§ EXERCISE DESCRIPTION
Among the lines of data below, reproduce only those from the one with "it (usable for" through the one with "pub fn catalogue_f64(series: &[&SeriesPath])", exactly as they stand, both ends included.

§ THE DATA

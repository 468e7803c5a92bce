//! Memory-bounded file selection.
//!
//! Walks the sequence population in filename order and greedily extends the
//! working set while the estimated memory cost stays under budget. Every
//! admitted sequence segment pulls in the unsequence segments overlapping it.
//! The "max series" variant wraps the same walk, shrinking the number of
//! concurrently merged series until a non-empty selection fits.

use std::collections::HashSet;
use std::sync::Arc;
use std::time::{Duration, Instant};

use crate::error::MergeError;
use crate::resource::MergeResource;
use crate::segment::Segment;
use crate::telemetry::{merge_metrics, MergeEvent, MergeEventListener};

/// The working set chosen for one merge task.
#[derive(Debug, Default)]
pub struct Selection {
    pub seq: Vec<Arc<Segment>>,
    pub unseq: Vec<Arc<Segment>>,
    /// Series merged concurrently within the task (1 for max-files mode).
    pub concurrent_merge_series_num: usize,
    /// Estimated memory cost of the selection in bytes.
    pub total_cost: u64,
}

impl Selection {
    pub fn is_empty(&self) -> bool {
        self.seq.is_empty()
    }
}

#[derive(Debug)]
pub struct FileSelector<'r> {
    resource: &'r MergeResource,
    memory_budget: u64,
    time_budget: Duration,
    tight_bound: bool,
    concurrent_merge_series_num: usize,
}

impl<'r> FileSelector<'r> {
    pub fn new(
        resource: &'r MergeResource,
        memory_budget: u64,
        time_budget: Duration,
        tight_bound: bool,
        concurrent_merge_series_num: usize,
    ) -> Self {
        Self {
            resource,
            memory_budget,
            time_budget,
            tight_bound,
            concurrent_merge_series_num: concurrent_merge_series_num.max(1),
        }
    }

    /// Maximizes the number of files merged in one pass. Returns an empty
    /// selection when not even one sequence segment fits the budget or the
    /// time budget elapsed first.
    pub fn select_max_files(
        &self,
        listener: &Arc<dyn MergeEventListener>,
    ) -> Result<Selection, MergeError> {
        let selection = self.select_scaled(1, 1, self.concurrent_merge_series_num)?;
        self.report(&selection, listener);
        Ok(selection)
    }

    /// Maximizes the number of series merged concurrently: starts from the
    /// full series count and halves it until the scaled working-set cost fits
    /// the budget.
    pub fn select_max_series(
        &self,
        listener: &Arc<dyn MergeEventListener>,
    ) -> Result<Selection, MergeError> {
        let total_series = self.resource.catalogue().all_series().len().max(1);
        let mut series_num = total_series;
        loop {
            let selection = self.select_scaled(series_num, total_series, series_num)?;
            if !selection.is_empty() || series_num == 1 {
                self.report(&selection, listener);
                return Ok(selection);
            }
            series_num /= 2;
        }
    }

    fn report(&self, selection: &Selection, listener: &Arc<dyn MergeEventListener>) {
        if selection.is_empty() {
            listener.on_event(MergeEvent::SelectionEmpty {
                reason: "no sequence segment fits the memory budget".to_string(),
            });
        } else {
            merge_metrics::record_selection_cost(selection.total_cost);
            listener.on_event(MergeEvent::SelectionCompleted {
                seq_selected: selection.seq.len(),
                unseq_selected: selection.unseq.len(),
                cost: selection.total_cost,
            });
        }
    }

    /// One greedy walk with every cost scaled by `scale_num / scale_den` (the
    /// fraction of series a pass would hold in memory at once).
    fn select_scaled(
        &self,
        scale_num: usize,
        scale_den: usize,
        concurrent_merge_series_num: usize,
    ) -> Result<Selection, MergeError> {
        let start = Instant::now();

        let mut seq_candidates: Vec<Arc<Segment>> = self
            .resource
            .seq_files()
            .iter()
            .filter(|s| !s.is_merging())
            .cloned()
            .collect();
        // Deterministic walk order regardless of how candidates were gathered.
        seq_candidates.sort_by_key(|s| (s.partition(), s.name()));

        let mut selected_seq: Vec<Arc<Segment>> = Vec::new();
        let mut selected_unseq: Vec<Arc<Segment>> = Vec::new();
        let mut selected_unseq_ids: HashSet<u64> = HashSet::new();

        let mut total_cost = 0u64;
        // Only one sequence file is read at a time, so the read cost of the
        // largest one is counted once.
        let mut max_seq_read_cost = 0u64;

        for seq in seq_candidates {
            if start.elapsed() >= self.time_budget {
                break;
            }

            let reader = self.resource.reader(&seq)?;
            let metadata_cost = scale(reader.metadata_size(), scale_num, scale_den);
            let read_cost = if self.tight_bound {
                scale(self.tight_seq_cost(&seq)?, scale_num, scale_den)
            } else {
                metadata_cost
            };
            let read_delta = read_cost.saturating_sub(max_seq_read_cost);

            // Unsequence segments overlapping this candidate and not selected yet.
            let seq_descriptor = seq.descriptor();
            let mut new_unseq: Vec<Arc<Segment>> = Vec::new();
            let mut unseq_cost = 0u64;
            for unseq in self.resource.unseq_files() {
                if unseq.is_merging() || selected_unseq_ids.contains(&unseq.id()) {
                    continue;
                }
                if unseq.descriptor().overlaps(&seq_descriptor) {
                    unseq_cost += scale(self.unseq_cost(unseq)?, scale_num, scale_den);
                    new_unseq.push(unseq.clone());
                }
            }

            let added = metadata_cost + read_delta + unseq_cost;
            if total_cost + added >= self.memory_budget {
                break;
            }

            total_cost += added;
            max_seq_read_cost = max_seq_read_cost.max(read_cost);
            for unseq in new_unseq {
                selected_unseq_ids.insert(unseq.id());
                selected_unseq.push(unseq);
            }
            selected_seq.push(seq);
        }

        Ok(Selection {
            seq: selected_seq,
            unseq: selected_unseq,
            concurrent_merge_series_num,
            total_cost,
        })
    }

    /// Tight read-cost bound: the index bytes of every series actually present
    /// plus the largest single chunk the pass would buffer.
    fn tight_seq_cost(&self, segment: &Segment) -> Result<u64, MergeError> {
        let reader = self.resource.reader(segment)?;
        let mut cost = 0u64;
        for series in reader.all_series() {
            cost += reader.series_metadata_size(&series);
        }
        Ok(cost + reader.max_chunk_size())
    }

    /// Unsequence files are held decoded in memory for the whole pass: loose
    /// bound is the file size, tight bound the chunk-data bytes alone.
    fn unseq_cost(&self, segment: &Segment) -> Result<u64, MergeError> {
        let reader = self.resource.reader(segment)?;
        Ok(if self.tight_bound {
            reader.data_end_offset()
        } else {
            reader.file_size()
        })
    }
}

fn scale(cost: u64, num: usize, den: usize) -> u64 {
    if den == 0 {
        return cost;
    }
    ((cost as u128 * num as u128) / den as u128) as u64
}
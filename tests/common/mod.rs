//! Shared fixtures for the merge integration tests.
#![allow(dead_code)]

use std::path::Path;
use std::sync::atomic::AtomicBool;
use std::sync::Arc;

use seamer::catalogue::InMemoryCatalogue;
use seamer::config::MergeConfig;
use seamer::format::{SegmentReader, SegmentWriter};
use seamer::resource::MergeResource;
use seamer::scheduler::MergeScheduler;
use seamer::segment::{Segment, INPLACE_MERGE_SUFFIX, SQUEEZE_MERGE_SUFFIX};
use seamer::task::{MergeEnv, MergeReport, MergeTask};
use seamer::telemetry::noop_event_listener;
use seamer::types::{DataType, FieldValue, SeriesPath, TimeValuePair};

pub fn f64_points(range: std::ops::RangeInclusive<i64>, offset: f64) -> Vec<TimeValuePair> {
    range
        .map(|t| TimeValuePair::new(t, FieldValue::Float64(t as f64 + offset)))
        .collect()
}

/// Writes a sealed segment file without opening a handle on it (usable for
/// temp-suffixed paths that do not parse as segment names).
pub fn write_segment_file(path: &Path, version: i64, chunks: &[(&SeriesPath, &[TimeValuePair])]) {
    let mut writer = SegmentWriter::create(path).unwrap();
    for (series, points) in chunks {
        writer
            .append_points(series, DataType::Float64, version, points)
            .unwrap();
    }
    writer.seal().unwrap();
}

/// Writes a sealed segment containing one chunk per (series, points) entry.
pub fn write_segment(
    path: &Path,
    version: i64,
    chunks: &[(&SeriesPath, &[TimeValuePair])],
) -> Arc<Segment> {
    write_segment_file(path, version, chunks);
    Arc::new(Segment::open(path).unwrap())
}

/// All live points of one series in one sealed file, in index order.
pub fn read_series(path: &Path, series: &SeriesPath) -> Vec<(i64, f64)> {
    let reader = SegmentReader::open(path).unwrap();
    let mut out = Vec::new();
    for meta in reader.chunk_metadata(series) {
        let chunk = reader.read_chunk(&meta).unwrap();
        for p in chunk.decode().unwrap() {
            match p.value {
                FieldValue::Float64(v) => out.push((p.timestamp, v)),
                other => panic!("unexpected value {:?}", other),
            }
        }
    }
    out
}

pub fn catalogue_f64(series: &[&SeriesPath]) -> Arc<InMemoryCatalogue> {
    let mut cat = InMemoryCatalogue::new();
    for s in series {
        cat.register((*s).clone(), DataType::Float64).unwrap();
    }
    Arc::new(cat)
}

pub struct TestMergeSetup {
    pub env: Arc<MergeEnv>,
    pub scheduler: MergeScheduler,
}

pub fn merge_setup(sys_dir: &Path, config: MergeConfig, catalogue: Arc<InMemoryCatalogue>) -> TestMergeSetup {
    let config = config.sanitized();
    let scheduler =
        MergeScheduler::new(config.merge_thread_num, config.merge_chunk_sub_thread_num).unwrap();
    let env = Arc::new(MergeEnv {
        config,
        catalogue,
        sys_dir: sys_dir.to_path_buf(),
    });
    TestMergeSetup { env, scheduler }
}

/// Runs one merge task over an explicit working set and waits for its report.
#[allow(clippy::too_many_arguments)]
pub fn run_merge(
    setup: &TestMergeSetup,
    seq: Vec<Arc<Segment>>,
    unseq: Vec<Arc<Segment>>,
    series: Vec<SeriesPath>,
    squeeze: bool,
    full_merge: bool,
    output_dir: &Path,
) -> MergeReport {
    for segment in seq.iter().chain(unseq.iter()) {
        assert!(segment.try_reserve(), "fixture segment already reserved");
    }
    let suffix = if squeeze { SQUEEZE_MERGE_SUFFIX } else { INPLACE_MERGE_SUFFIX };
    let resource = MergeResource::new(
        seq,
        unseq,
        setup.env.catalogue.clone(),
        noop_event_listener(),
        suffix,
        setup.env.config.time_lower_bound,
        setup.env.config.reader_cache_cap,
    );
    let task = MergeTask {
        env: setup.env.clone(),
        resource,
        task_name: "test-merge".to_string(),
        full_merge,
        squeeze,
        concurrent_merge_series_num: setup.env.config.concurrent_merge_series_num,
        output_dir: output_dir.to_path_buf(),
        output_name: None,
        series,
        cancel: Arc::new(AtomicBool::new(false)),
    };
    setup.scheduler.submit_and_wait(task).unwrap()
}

§ SOLUTION TO THE PROBLEM
/// Writes a sealed segment file without opening a handle on it (usable for
/// temp-suffixed paths that do not parse as segment names).
pub fn write_segment_file(path: &Path, version: i64, chunks: &[(&SeriesPath, &[TimeValuePair])]) {
    let mut writer = SegmentWriter::create(path).unwrap();
    for (series, points) in chunks {
        writer
            .append_points(series, DataType::Float64, version, points)
            .unwrap();
    }
    writer.seal().unwrap();
}

/// Writes a sealed segment containing one chunk per (series, points) entry.
pub fn write_segment(
    path: &Path,
    version: i64,
    chunks: &[(&SeriesPath, &[TimeValuePair])],
) -> Arc<Segment> {
    write_segment_file(path, version, chunks);
    Arc::new(Segment::open(path).unwrap())
}

/// All live points of one series in one sealed file, in index order.
pub fn read_series(path: &Path, series: &SeriesPath) -> Vec<(i64, f64)> {
    let reader = SegmentReader::open(path).unwrap();
    let mut out = Vec::new();
    for meta in reader.chunk_metadata(series) {
        let chunk = reader.read_chunk(&meta).unwrap();
        for p in chunk.decode().unwrap() {
            match p.value {
                FieldValue::Float64(v) => out.push((p.timestamp, v)),
                other => panic!("unexpected value {:?}", other),
            }
        }
    }
    out
}

pub fn catalogue_f64(series: &[&SeriesPath]) -> Arc<InMemoryCatalogue> {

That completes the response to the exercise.